((
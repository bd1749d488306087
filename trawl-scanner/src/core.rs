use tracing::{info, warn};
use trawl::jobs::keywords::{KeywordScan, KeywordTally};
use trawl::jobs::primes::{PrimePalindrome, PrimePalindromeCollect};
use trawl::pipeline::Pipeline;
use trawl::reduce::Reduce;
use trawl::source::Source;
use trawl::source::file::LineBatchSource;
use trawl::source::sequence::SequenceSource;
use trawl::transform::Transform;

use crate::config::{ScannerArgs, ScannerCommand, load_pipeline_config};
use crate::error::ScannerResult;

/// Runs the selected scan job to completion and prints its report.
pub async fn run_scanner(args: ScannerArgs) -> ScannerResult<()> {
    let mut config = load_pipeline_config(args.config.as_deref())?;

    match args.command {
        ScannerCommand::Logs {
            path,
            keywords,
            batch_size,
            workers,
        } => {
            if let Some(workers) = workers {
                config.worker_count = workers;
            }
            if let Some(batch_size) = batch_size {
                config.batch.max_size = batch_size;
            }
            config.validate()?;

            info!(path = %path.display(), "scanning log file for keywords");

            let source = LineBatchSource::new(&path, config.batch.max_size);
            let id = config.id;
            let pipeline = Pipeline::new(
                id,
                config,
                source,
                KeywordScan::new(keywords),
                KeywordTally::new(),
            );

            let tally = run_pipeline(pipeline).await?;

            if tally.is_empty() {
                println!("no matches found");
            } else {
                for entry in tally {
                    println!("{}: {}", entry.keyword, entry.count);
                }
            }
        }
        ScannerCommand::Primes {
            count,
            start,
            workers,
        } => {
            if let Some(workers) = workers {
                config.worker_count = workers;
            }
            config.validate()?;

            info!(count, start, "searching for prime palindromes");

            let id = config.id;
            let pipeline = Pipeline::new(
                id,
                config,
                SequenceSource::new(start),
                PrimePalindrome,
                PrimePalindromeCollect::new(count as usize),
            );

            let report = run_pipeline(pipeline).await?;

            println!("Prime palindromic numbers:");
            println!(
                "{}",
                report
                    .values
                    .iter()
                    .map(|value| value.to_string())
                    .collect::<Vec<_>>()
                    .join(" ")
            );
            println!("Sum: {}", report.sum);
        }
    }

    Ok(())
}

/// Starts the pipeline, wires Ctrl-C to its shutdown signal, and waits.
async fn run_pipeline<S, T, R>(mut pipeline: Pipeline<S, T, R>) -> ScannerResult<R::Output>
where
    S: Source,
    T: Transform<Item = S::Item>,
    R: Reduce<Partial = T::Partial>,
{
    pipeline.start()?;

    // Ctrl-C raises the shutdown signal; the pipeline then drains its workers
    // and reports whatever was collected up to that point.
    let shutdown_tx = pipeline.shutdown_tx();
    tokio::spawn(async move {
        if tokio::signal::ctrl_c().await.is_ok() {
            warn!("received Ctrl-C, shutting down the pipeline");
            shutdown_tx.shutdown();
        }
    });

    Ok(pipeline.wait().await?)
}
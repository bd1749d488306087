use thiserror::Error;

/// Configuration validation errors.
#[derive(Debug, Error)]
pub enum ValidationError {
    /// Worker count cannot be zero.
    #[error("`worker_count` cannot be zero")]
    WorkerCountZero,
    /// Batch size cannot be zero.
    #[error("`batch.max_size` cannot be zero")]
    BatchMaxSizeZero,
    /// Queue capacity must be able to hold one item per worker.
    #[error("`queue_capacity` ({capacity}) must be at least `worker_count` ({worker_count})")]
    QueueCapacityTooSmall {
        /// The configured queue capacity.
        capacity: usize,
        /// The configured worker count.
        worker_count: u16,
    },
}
))
*EXERCISE BRIEF:*
Copy down the complete data exactly as supplied.

*REPLY:*
repository bd1749d488306087
filename trawl-scanner/src/core.rs
use tracing::{info, warn};
use trawl::jobs::keywords::{KeywordScan, KeywordTally};
use trawl::jobs::primes::{PrimePalindrome, PrimePalindromeCollect};
use trawl::pipeline::Pipeline;
use trawl::reduce::Reduce;
use trawl::source::Source;
use trawl::source::file::LineBatchSource;
use trawl::source::sequence::SequenceSource;
use trawl::transform::Transform;

use crate::config::{ScannerArgs, ScannerCommand, load_pipeline_config};
use crate::error::ScannerResult;

/// Runs the selected scan job to completion and prints its report.
pub async fn run_scanner(args: ScannerArgs) -> ScannerResult<()> {
    let mut config = load_pipeline_config(args.config.as_deref())?;

    match args.command {
        ScannerCommand::Logs {
            path,
            keywords,
            batch_size,
            workers,
        } => {
            if let Some(workers) = workers {
                config.worker_count = workers;
            }
            if let Some(batch_size) = batch_size {
                config.batch.max_size = batch_size;
            }
            config.validate()?;

            info!(path = %path.display(), "scanning log file for keywords");

            let source = LineBatchSource::new(&path, config.batch.max_size);
            let id = config.id;
            let pipeline = Pipeline::new(
                id,
                config,
                source,
                KeywordScan::new(keywords),
                KeywordTally::new(),
            );

            let tally = run_pipeline(pipeline).await?;

            if tally.is_empty() {
                println!("no matches found");
            } else {
                for entry in tally {
                    println!("{}: {}", entry.keyword, entry.count);
                }
            }
        }
        ScannerCommand::Primes {
            count,
            start,
            workers,
        } => {
            if let Some(workers) = workers {
                config.worker_count = workers;
            }
            config.validate()?;

            info!(count, start, "searching for prime palindromes");

            let id = config.id;
            let pipeline = Pipeline::new(
                id,
                config,
                SequenceSource::new(start),
                PrimePalindrome,
                PrimePalindromeCollect::new(count as usize),
            );

            let report = run_pipeline(pipeline).await?;

            println!("Prime palindromic numbers:");
            println!(
                "{}",
                report
                    .values
                    .iter()
                    .map(|value| value.to_string())
                    .collect::<Vec<_>>()
                    .join(" ")
            );
            println!("Sum: {}", report.sum);
        }
    }

    Ok(())
}

/// Starts the pipeline, wires Ctrl-C to its shutdown signal, and waits.
async fn run_pipeline<S, T, R>(mut pipeline: Pipeline<S, T, R>) -> ScannerResult<R::Output>
where
    S: Source,
    T: Transform<Item = S::Item>,
    R: Reduce<Partial = T::Partial>,
{
    pipeline.start()?;

    // Ctrl-C raises the shutdown signal; the pipeline then drains its workers
    // and reports whatever was collected up to that point.
    let shutdown_tx = pipeline.shutdown_tx();
    tokio::spawn(async move {
        if tokio::signal::ctrl_c().await.is_ok() {
            warn!("received Ctrl-C, shutting down the pipeline");
            shutdown_tx.shutdown();
        }
    });

    Ok(pipeline.wait().await?)
}
repository bd1749d488306087
use thiserror::Error;

/// Configuration validation errors.
#[derive(Debug, Error)]
pub enum ValidationError {
    /// Worker count cannot be zero.
    #[error("`worker_count` cannot be zero")]
    WorkerCountZero,
    /// Batch size cannot be zero.
    #[error("`batch.max_size` cannot be zero")]
    BatchMaxSizeZero,
    /// Queue capacity must be able to hold one item per worker.
    #[error("`queue_capacity` ({capacity}) must be at least `worker_count` ({worker_count})")]
    QueueCapacityTooSmall {
        /// The configured queue capacity.
        capacity: usize,
        /// The configured worker count.
        worker_count: u16,
    },
}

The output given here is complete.